Let me be perfectly clear here, one can certainly understand Darwinism or evolutionary theory in such a way that natural right might find a place in the world if humans evolve; however one might also note that lying, adultery, rape, murder, and even genocide, along with all other vice and human evil, are just as much products of evolution as the indignation we express and feel in the face of such phenomena. That having been said, one could argue for such things on evolutionary ground; that is, one could argue that all human behavior, even the behavior we disapprove of, are natural products of evolution and necessary to the end of survival. To the extent that we argue against that which we oppose on moral ground, or for natural right, etc., we use a standard and criteria which is foreign to evolutionary theory; that is, a concept of the good which is something more than just survival.


Regards,

Timothy E. Kennelly

Larry Arnhart said...

Mr. Kennelly,

Darwin lays out his reasoning for the evolution of the moral sense most fully in THE DESCENT OF MAN.
Where exactly do you think he went wrong? He argued that morality is natural for human beings because they are naturally inclined to suppress their short-term selfish desires in favor of natural desires for parental care, mutuality, reciprocity, social approval, and so on.

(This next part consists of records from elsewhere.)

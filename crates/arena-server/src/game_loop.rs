//! Game loop thread: runs the simulation at a fixed rate and routes output.
//!
//! The engine is created inside this thread and never leaves it. Commands
//! arrive over `mpsc`; each session has its own event sender. Saving goes
//! through the [`SaveWorker`] so the loop never touches the disk.

use std::collections::{BTreeMap, BTreeSet};
use std::sync::mpsc;
use std::sync::Arc;
use std::thread::JoinHandle;
use std::time::{Duration, Instant};

use tracing::{debug, info, warn};

use arena_core::events::{Outbound, Recipient, ServerEvent};
use arena_sim::{SimulationEngine, TickOutput};

use crate::config::ServerConfig;
use crate::error::ServerError;
use crate::persistence::{PlayerStore, SaveWorker};
use crate::state::LoopCommand;

/// Spawn the game loop in a new thread.
///
/// Returns the command sender for the transport layer and the thread handle.
pub fn spawn_game_loop(
    config: &ServerConfig,
    store: Arc<dyn PlayerStore>,
) -> Result<(mpsc::Sender<LoopCommand>, JoinHandle<()>), ServerError> {
    let (cmd_tx, cmd_rx) = mpsc::channel::<LoopCommand>();
    let saver = SaveWorker::spawn(store)?;
    let sim_config = config.sim_config();
    let pacing = Pacing {
        tick: config.tick_duration(),
        save_interval: config.save_interval(),
    };

    let handle = std::thread::Builder::new()
        .name("arena-game-loop".into())
        .spawn(move || {
            let engine = SimulationEngine::new(sim_config);
            run_game_loop(engine, cmd_rx, saver, pacing);
        })
        .map_err(ServerError::Spawn)?;

    Ok((cmd_tx, handle))
}

#[derive(Debug, Clone, Copy)]
struct Pacing {
    tick: Duration,
    save_interval: Duration,
}

/// Per-session outbound channels.
#[derive(Default)]
struct Router {
    sessions: BTreeMap<String, mpsc::Sender<ServerEvent>>,
}

impl Router {
    /// Deliver a tick's output. Returns sessions whose receiver is gone.
    fn route(&self, output: TickOutput) -> BTreeSet<String> {
        let mut dead = BTreeSet::new();

        for snapshot in output.snapshots {
            for player in &snapshot.players {
                let event = ServerEvent::State {
                    snapshot: Box::new(snapshot.clone()),
                };
                self.deliver(&player.username, event, &mut dead);
            }
        }

        for Outbound { to, event } in output.events {
            let Recipient::Player(name) = to;
            self.deliver(&name, event, &mut dead);
        }
        dead
    }

    fn deliver(&self, name: &str, event: ServerEvent, dead: &mut BTreeSet<String>) {
        if let Some(tx) = self.sessions.get(name) {
            if tx.send(event).is_err() {
                dead.insert(name.to_string());
            }
        }
    }

    fn broadcast(&self, event: ServerEvent) {
        for tx in self.sessions.values() {
            let _ = tx.send(event.clone());
        }
    }
}

/// The game loop. Runs until Shutdown or until every command sender is gone.
fn run_game_loop(
    mut engine: SimulationEngine,
    cmd_rx: mpsc::Receiver<LoopCommand>,
    saver: SaveWorker,
    pacing: Pacing,
) {
    let mut router = Router::default();
    let mut next_tick_time = Instant::now();
    let mut last_save = Instant::now();

    loop {
        // 1. Drain all pending commands
        let mut stop = false;
        loop {
            match cmd_rx.try_recv() {
                Ok(LoopCommand::Connect {
                    username,
                    record,
                    outbox,
                    reply,
                }) => {
                    // A save still in flight is newer than anything the store returned.
                    let record = saver.pending(&username).or(record);
                    let result = engine.connect(&username, record);
                    if result.is_ok() {
                        router.sessions.insert(username, outbox);
                    }
                    let _ = reply.send(result);
                }
                Ok(LoopCommand::Disconnect { username }) => {
                    end_session(&mut engine, &mut router, &saver, &username);
                }
                Ok(LoopCommand::Player(cmd)) => engine.queue_command(cmd),
                Ok(LoopCommand::Shutdown) | Err(mpsc::TryRecvError::Disconnected) => {
                    stop = true;
                    break;
                }
                Err(mpsc::TryRecvError::Empty) => break,
            }
        }
        if stop {
            break;
        }

        // 2. Advance one tick and deliver its output
        let tick_started = Instant::now();
        let output = engine.tick();
        for name in router.route(output) {
            debug!(player = %name, "session receiver dropped");
            end_session(&mut engine, &mut router, &saver, &name);
        }

        // 3. Periodic save of everyone connected
        if last_save.elapsed() >= pacing.save_interval {
            for record in engine.player_records() {
                saver.save(record);
            }
            saver.retry_failed();
            last_save = Instant::now();
        }

        let work = tick_started.elapsed();
        if work > pacing.tick {
            warn!(tick = engine.time().tick, ?work, "tick overran its budget");
        }

        // 4. Sleep until the next tick
        next_tick_time += pacing.tick;
        let now = Instant::now();
        if next_tick_time > now {
            std::thread::sleep(next_tick_time - now);
        } else if now - next_tick_time > pacing.tick * 2 {
            // Too far behind, reset to avoid a catch-up spiral
            next_tick_time = now;
        }
    }

    router.broadcast(ServerEvent::Disconnected {
        reason: "server shutting down".into(),
    });
    let records = engine.player_records();
    info!(players = records.len(), "game loop stopping, saving players");
    for record in records {
        saver.save(record);
    }
    saver.shutdown();
}

fn end_session(engine: &mut SimulationEngine, router: &mut Router, saver: &SaveWorker, username: &str) {
    router.sessions.remove(username);
    if let Some(record) = engine.disconnect(username) {
        saver.save(record);
    }
}
//! Simulation engine for the arena server.
//!
//! Owns the hecs ECS world through the entity registry, runs systems at a
//! fixed tick rate, and produces per-realm snapshots for broadcast.

pub mod engine;
pub mod gear;
pub mod registry;
pub mod session;
pub mod systems;
pub mod world_setup;

pub use arena_core as core;
pub use engine::{SimConfig, SimulationEngine, TickOutput};

#[cfg(test)]
mod tests;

Where did he make his big mistake in reaching such conclusions?

Your position seems to be a restatement of T. H. Huxley's argument in "Evolution and Ethics," which rejected Darwin's reasoning for the moral sense. Are you saying that Huxley understood Darwinian evolution better than Darwin?

Darwin speaks of morality as a joint product of moral sentiments, moral traditions, and moral judgments. If you reject this, what is your alternative explanation for moral experience?

Larry Arnhart said...

Mr. Kennelly,

I would be interested in why you have concluded that all of the scientific research on the evolutionary origins of morality is false.

For example, I have written about the extensive research in neuroscience on the neural basis of moral experience as shaped by evolutionary history--as in the surveys by people like Marc Hauser and Jonathan Haidt. Apparently, you have studied this research and detected fundamental mistakes. What mistakes have you identified?

Similarly, I have written often about the studies of the Darwinian/Westermarckian theory of the incest taboo. Research in anthropology, genetics, and primatology seems to support this as a well developed example of evolutionary ethics.

But from your study of this research, you have concluded that there is no basis for this research. Could you explain your reasoning for this conclusion?